____ Data in this exercise

#[cfg(test)]
mod tests {
    use super::*;
    use chrono::TimeZone;
    use http::header::CONTENT_TYPE;
    use http::{HeaderMap, StatusCode};
    use tempfile::TempDir;
    use wayproxy_core::CapturedRequest;

    fn capture(url: &str, y: i32, mo: u32, d: u32, body: &str) -> CaptureRecord {
        let mut headers = HeaderMap::new();
        headers.insert(CONTENT_TYPE, "text/html".parse().unwrap());
        CaptureRecord::new(
            url,
            Utc.with_ymd_and_hms(y, mo, d, 12, 0, 0).unwrap(),
            StatusCode::OK,
            headers,
            body.to_string(),
        )
        .with_request(CapturedRequest::get("/"))
    }

    async fn store_with_collection(name: &str) -> (TempDir, FsArchiveStore) {
        let dir = TempDir::new().unwrap();
        let store = FsArchiveStore::new(dir.path().join("collections"));
        store.init_collection(name).await.unwrap();
        (dir, store)
    }

    #[tokio::test]
    async fn init_and_list() {
        let (_dir, store) = store_with_collection("pywb").await;
        store.init_collection("test").await.unwrap();

        assert_eq!(store.list_collections().await.unwrap(), vec!["pywb", "test"]);
        assert!(store.has_collection("pywb").await.unwrap());
        assert!(!store.has_collection("missing").await.unwrap());
    }

    #[tokio::test]
    async fn init_rejects_duplicates_and_bad_names() {
        let (_dir, store) = store_with_collection("pywb").await;

        assert!(matches!(
            store.init_collection("pywb").await,
            Err(StorageError::CollectionExists(_))
        ));
        assert!(matches!(
            store.init_collection("../evil").await,
            Err(StorageError::InvalidCollection(_))
        ));
    }

    #[tokio::test]
    async fn list_without_root_is_empty() {
        let dir = TempDir::new().unwrap();
        let store = FsArchiveStore::new(dir.path().join("nothing"));
        assert!(store.list_collections().await.unwrap().is_empty());
    }

    #[tokio::test]
    async fn missing_collection_is_not_found() {
        let (_dir, store) = store_with_collection("pywb").await;

        let err = store
            .lookup("missing", "http://example.com/", None)
            .await
            .unwrap_err();
        assert!(err.is_not_found());
        assert!(store.open_writer("missing").await.is_err());
    }

    #[tokio::test]
    async fn append_then_lookup() {
        let (_dir, store) = store_with_collection("pywb").await;

        store
            .append("pywb", &capture("http://example.com/", 2014, 1, 27, "Example Domain"))
            .await
            .unwrap();

        let found = store
            .lookup("pywb", "http://example.com/", None)
            .await
            .unwrap()
            .unwrap();
        assert_eq!(found.url, "http://example.com/");
        assert_eq!(found.body, "Example Domain");
        assert_eq!(found.status, StatusCode::OK);

        assert!(store
            .lookup("pywb", "http://example.org/", None)
            .await
            .unwrap()
            .is_none());
    }

    #[tokio::test]
    async fn lookup_selects_closest() {
        let (_dir, store) = store_with_collection("pywb").await;
        let mut writer = store.open_writer("pywb").await.unwrap();
        writer
            .write(&capture("http://example.com/", 2013, 7, 29, "old"))
            .await
            .unwrap();
        writer
            .write(&capture("http://example.com/", 2014, 1, 27, "new"))
            .await
            .unwrap();
        writer.close().await.unwrap();

        let latest = store
            .lookup("pywb", "http://example.com/", None)
            .await
            .unwrap()
            .unwrap();
        assert_eq!(latest.body, "new");

        let target = Utc.with_ymd_and_hms(2013, 12, 1, 0, 0, 0).unwrap();
        let older = store
            .lookup("pywb", "http://example.com/", Some(target))
            .await
            .unwrap()
            .unwrap();
        assert_eq!(older.body, "old");

        let early = Utc.with_ymd_and_hms(2011, 1, 1, 0, 0, 0).unwrap();
        let first = store
            .lookup("pywb", "http://example.com/", Some(early))
            .await
            .unwrap()
            .unwrap();
        assert_eq!(first.body, "old");
    }

    #[tokio::test]
    async fn userinfo_and_www_share_key() {
        let (_dir, store) = store_with_collection("pywb").await;
        store
            .append("pywb", &capture("http://test@example.com/", 2013, 7, 29, "userinfo"))
            .await
            .unwrap();

        let found = store
            .lookup("pywb", "http://www.example.com/", None)
            .await
            .unwrap()
            .unwrap();
        assert_eq!(found.url, "http://test@example.com/");
    }

    #[tokio::test]
    async fn reindex_rebuilds_from_archives() {
        let (_dir, store) = store_with_collection("pywb").await;
        let mut writer = store.open_writer("pywb").await.unwrap();
        writer
            .write(&capture("http://example.com/", 2014, 1, 27, "a"))
            .await
            .unwrap();
        writer
            .write(&capture("http://example.com/b", 2014, 1, 27, "b"))
            .await
            .unwrap();
        writer.close().await.unwrap();

        // drop the index; lookups miss until reindexed
        {
            let pool = store.pool("pywb").unwrap();
            let conn = pool.get().unwrap();
            IndexRepo::clear(&conn).unwrap();
        }
        assert!(store
            .lookup("pywb", "http://example.com/b", None)
            .await
            .unwrap()
            .is_none());

        let summary = store.reindex("pywb").await.unwrap();
        assert_eq!(summary.files, 1);
        assert_eq!(summary.records, 2);
        assert_eq!(summary.skipped, 0);

        let found = store
            .lookup("pywb", "http://example.com/b", None)
            .await
            .unwrap()
            .unwrap();
        assert_eq!(found.body, "b");
    }

    #[tokio::test]
    async fn reindex_tolerates_truncated_tail() {
        let (_dir, store) = store_with_collection("pywb").await;
        store
            .append("pywb", &capture("http://example.com/", 2014, 1, 27, "ok"))
            .await
            .unwrap();

        let archive = store.archive_dir("pywb");
        let mut names: Vec<_> = std::fs::read_dir(&archive)
            .unwrap()
            .map(|e| e.unwrap().path())
            .collect();
        let path = names.pop().unwrap();

        let extra = capture("http://example.com/cut", 2014, 1, 27, "cut");
        let member = capture_to_records(&extra)[0].to_gzip_member().unwrap();
        let mut data = std::fs::read(&path).unwrap();
        data.extend_from_slice(&member[..member.len() / 2]);
        std::fs::write(&path, data).unwrap();

        let summary = store.reindex("pywb").await.unwrap();
        assert_eq!(summary.records, 1);
        assert_eq!(summary.skipped, 1);
        assert!(store
            .lookup("pywb", "http://example.com/", None)
            .await
            .unwrap()
            .is_some());
    }

    #[tokio::test]
    async fn failed_write_leaves_no_partial_capture() {
        let (_dir, store) = store_with_collection("pywb").await;
        let mut writer = store.writer("pywb").await.unwrap();

        writer
            .write(&capture("http://example.com/a", 2014, 1, 27, "a"))
            .await
            .unwrap();
        let good_len = writer.offset;

        writer.fail_after = Some(40);
        assert!(writer
            .write(&capture("http://example.com/lost", 2014, 1, 27, "lost"))
            .await
            .is_err());
        assert_eq!(writer.offset, good_len);

        writer
            .write(&capture("http://example.com/c", 2014, 1, 27, "c"))
            .await
            .unwrap();
        writer.close().await.unwrap();

        let path = store.archive_dir("pywb").join(&writer.filename);
        assert_eq!(std::fs::metadata(&path).unwrap().len(), writer.offset);

        let found = store
            .lookup("pywb", "http://example.com/c", None)
            .await
            .unwrap()
            .unwrap();
        assert_eq!(found.body, "c");
        assert!(store
            .lookup("pywb", "http://example.com/lost", None)
            .await
            .unwrap()
            .is_none());

        let summary = store.reindex("pywb").await.unwrap();
        assert_eq!(summary.records, 2);
        assert_eq!(summary.skipped, 0);
    }

    #[tokio::test]
    async fn add_archive_copies_and_reindexes() {
        let (dir, store) = store_with_collection("source").await;
        store
            .append("source", &capture("http://example.com/", 2014, 1, 27, "imported"))
            .await
            .unwrap();
        let source_file = std::fs::read_dir(store.archive_dir("source"))
            .unwrap()
            .next()
            .unwrap()
            .unwrap()
            .path();

        let other = FsArchiveStore::new(dir.path().join("other"));
        other.init_collection("pywb").await.unwrap();
        other.add_archive("pywb", &source_file).await.unwrap();
        assert!(other.add_archive("pywb", &source_file).await.is_err());

        other.reindex("pywb").await.unwrap();
        let found = other
            .lookup("pywb", "http://example.com/", None)
            .await
            .unwrap()
            .unwrap();
        assert_eq!(found.body, "imported");
    }

    #[tokio::test]
    async fn add_archive_rejects_other_files() {
        let (dir, store) = store_with_collection("pywb").await;
        let path = dir.path().join("notes.txt");
        std::fs::write(&path, "x").unwrap();
        assert!(store.add_archive("pywb", &path).await.is_err());
    }

    #[test]
    fn archive_names_are_unique() {
        let a = new_archive_name();
        let b = new_archive_name();
        assert_ne!(a, b);
        assert!(a.starts_with("rec-"));
        assert!(a.ends_with(".warc.gz"));
    }
}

________

How to complete this task →
How many of the lines above contain the string "StorageError"? Give the number only.

Expected answer →
2